Would you please return every line from the listing that contains the word "received"?

<<<<

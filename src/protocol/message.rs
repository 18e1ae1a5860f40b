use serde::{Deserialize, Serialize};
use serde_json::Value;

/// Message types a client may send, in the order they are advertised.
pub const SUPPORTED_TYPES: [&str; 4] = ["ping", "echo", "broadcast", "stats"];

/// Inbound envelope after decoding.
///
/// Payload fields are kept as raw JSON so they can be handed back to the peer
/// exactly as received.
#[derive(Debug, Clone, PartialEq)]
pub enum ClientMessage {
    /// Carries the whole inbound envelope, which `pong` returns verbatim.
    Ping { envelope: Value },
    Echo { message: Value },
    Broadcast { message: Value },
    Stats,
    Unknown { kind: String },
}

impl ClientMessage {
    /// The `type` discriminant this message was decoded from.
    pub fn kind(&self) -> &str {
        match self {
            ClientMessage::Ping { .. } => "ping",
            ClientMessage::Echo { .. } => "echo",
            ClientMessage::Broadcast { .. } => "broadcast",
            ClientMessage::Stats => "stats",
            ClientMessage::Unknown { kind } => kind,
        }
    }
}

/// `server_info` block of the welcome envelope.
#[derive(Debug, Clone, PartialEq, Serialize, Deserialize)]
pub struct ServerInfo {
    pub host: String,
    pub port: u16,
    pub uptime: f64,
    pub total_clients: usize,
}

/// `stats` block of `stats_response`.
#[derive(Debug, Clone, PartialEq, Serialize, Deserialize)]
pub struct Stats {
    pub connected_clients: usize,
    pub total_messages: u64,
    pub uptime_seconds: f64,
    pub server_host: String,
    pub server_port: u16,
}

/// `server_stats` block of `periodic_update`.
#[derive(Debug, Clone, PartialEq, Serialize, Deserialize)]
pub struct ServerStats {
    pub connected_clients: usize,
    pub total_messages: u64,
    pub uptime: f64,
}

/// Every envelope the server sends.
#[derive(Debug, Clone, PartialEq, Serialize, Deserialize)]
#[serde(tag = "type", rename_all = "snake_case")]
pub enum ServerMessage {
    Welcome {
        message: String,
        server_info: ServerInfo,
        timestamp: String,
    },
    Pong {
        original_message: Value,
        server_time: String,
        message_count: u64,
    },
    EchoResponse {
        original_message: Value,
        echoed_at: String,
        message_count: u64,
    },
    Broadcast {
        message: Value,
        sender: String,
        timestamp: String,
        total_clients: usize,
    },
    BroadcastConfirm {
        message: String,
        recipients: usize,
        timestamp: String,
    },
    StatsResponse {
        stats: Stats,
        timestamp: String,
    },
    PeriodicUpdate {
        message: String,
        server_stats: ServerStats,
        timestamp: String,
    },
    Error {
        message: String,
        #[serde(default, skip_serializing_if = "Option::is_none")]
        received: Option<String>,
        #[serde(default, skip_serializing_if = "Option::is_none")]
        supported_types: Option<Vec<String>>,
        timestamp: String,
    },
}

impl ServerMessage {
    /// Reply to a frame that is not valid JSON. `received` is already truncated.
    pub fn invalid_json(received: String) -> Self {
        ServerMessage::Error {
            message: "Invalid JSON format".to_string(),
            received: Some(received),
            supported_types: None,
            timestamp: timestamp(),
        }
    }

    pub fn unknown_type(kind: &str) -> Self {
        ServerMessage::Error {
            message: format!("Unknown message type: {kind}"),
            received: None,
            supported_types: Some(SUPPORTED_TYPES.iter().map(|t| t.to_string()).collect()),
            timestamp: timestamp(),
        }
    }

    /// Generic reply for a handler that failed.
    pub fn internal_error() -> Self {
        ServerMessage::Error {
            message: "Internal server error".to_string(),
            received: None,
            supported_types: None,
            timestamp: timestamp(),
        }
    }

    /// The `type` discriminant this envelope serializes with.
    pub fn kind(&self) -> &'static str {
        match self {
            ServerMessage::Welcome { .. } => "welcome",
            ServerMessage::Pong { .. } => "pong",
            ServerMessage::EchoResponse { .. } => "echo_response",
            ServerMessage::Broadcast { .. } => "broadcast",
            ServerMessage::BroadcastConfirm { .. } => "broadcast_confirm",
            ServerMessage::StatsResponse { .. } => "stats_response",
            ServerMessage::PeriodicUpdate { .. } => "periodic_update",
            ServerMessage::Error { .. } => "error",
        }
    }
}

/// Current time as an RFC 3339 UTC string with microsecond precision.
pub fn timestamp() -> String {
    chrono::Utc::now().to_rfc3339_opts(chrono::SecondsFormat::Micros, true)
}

>>>>
<<<<

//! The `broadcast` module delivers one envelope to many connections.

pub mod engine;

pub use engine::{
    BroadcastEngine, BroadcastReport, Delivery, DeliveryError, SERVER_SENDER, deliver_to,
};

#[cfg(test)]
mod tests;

>>>>

• [Result for this exercise]:
/// exactly as received.
        received: Option<String>,
    /// Reply to a frame that is not valid JSON. `received` is already truncated.
    pub fn invalid_json(received: String) -> Self {
            received: Some(received),
            received: None,
            received: None,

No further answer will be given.